We live in a country where freedom of religion and freedom of speech are both woven into the fabric of our society. Recently peppered with the freedom to love anyone, with the legalization of gay marriage. We're so progressive in our thinking, but we are still so archaic in the mindset that women should cover up their bodies when feeding their babies.
We pride ourselves on being “the western world” we say. We claim to celebrate women and their bodies. We pride ourselves on not making women feel like they need to cover up, for religious reasons or any other reason. However, when it comes to nursing, we want to banish women to closets, bathrooms and the backseat of their car. Because when it’s convenient for society to say so, breasts are offensive? Because when it’s not benefiting adult aesthetics and instead it’s benefitting a babies nutrients, we can back-peddle, saying we’re offended, and shame women?
And do you know why? Because men and women benefit from the aesthetics of the female body or the sexual arousal associated with it. Because it's socially acceptable for women to be, sexualized, and being maternal isn't "sexy" so it's not supported.
And that’s a shame.
What I have to say to that... grow up society.
You see, I'm a new mom. My daughter is 11 weeks old and I have kept her alive solely by breastfeeding. When I was pregnant, just a few months ago, people often asked me if I was going to breastfeed. "I'm going to try" I'd respond.
When she was born the hospital gave us the "miracle hour" where we were encouraged to do "skin-to-skin." During that hour, my little genius babe, scooted her way over to my breast and with little help, latched herself on and started eating. I always tell people, she knew what she was doing, I just cooperated.
Breastfeeding was something I always wanted to do, but also didn't want to pressure myself into. I knew people who had health issues and other setbacks which prevented them from breastfeeding. So, I was just hoping for the best.
So many people felt comfortable talking about breastfeeding when I was pregnant, that I was mystified to see the adverse reaction when I performed the actual act of breastfeeding. It was totally different.
I have encountered people, even my own family members, who leave the room when I nurse. Who feel compelled to look away, not just while she's latching, but during the entire feeding. Who pack up to go home when I have to pull my boob out to feed my daughter.
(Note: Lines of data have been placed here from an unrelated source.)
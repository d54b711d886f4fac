//! Connection pool for the analysis worker.
//!
//! A worker runs one cycle at a time, and each cycle needs a single
//! connection at any moment, so the defaults are small. Several
//! worker processes can share one database without exhausting it.

use std::time::{Duration, Instant};

use sqlx::postgres::{PgPool, PgPoolOptions};
use tracing::{debug, info, warn};

use bugscope_core::{Error, Result};

/// Default maximum number of pooled connections per worker process.
pub const DEFAULT_MAX_CONNECTIONS: u32 = 5;

/// Default wait for a free connection, in seconds.
pub const DEFAULT_ACQUIRE_TIMEOUT_SECS: u64 = 10;

const IDLE_TIMEOUT: Duration = Duration::from_secs(300);
const MAX_LIFETIME: Duration = Duration::from_secs(1800);

/// Pool sizing and timeouts.
#[derive(Debug, Clone, PartialEq, Eq)]
pub struct PoolConfig {
    pub max_connections: u32,
    /// Connections kept open while the queue is idle.
    pub min_connections: u32,
    /// How long a cycle waits for a connection before its store call fails.
    pub acquire_timeout: Duration,
}

impl Default for PoolConfig {
    fn default() -> Self {
        Self {
            max_connections: DEFAULT_MAX_CONNECTIONS,
            min_connections: 0,
            acquire_timeout: Duration::from_secs(DEFAULT_ACQUIRE_TIMEOUT_SECS),
        }
    }
}

impl PoolConfig {
    /// Read pool settings from the environment.
    ///
    /// | Variable | Default |
    /// |----------|---------|
    /// | `DATABASE_MAX_CONNECTIONS` | `5` |
    /// | `DATABASE_MIN_CONNECTIONS` | `0` |
    /// | `DATABASE_ACQUIRE_TIMEOUT_SECS` | `10` |
    ///
    /// Unparseable values fall back to the default.
    pub fn from_env() -> Self {
        let defaults = Self::default();
        Self {
            max_connections: env_or("DATABASE_MAX_CONNECTIONS", defaults.max_connections),
            min_connections: env_or("DATABASE_MIN_CONNECTIONS", defaults.min_connections),
            acquire_timeout: Duration::from_secs(env_or(
                "DATABASE_ACQUIRE_TIMEOUT_SECS",
                DEFAULT_ACQUIRE_TIMEOUT_SECS,
            )),
        }
    }

    pub fn with_max_connections(mut self, n: u32) -> Self {
        self.max_connections = n;
        self
    }

    pub fn with_min_connections(mut self, n: u32) -> Self {
        self.min_connections = n;
        self
    }

    pub fn with_acquire_timeout(mut self, timeout: Duration) -> Self {
        self.acquire_timeout = timeout;
        self
    }

    /// Reject settings sqlx would accept but the worker cannot run with.
    pub fn validate(&self) -> Result<()> {
        if self.max_connections == 0 {
            return Err(Error::Config(
                "DATABASE_MAX_CONNECTIONS must be at least 1".to_string(),
            ));
        }
        if self.min_connections > self.max_connections {
            return Err(Error::Config(format!(
                "DATABASE_MIN_CONNECTIONS ({}) exceeds DATABASE_MAX_CONNECTIONS ({})",
                self.min_connections, self.max_connections
            )));
        }
        if self.acquire_timeout.is_zero() {
            return Err(Error::Config(
                "DATABASE_ACQUIRE_TIMEOUT_SECS must be at least 1".to_string(),
            ));
        }
        Ok(())
    }

    fn options(&self) -> PgPoolOptions {
        PgPoolOptions::new()
            .max_connections(self.max_connections)
            .min_connections(self.min_connections)
            .acquire_timeout(self.acquire_timeout)
            .idle_timeout(IDLE_TIMEOUT)
            .max_lifetime(MAX_LIFETIME)
    }
}

fn env_or<T: std::str::FromStr>(name: &str, default: T) -> T {
    std::env::var(name)
        .ok()
        .and_then(|v| v.trim().parse().ok())
        .unwrap_or(default)
}

/// Open a pool with the default settings.
pub async fn create_pool(database_url: &str) -> Result<PgPool> {
    create_pool_with_config(database_url, PoolConfig::default()).await
}

/// Validate `config` and open a pool.
pub async fn create_pool_with_config(database_url: &str, config: PoolConfig) -> Result<PgPool> {
    config.validate()?;
    let start = Instant::now();

    let pool = config
        .options()
        .connect(database_url)
        .await
        .map_err(Error::Database)?;

    info!(
        subsystem = "database",
        component = "pool",
        op = "connect",
        max_connections = config.max_connections,
        min_connections = config.min_connections,
        acquire_timeout_secs = config.acquire_timeout.as_secs(),
        duration_ms = start.elapsed().as_millis() as u64,
        "Database pool ready"
    );
    Ok(pool)
}

/// Log how many connections are open and checked out.
///
/// Called on shutdown; connections still checked out at that point belong
/// to a cycle that did not finish.
pub fn log_pool_metrics(pool: &PgPool) {
    let size = pool.size();
    let idle = pool.num_idle() as u32;
    let in_use = size.saturating_sub(idle);

    if in_use > 0 {
        warn!(
            subsystem = "database",
            component = "pool",
            op = "metrics",
            pool_size = size,
            in_use,
            "Connections still checked out"
        );
    } else {
        debug!(
            subsystem = "database",
            component = "pool",
            op = "metrics",
            pool_size = size,
            "Pool idle"
        );
    }
}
Who straight-up avoid visiting, just because I'm breastfeeding.
And these are the obstacles I face before I take my baby and breastfeeding self out into public!
It baffles me that in July of this year, we JUST made Breastfeeding in Public, legal in every state. While I am celebrating this milestone, I am also sadden, that in a country which has legalized guns (a deadly weapon), via the second amendment, since its inception, how pathetic that it’s taken all this time to legalize feeding our young in public?
In so many articles and posts about breastfeeding in public, the naysayers logic is often that they, "don’t want to have to explain" to their children what’s going on.
Why? Don’t you explain to your child that they have to push their poppy out on the potty during potty training. Don’t you explain to them when they feel sick that sometimes their belly hurts and it’s okay, the pain won’t last forever? Don't you explain that when they’re tired they have to lay down to rest to feel better? These are all natural functions of our body. Yet we shame breasts because society has sexualized them.
Children are innocent. They are not influence by popular culture’s views on sexualizing women. They see adults and children. It’s black and white for them. Things are only “weird” for them, if we make them “weird” for them.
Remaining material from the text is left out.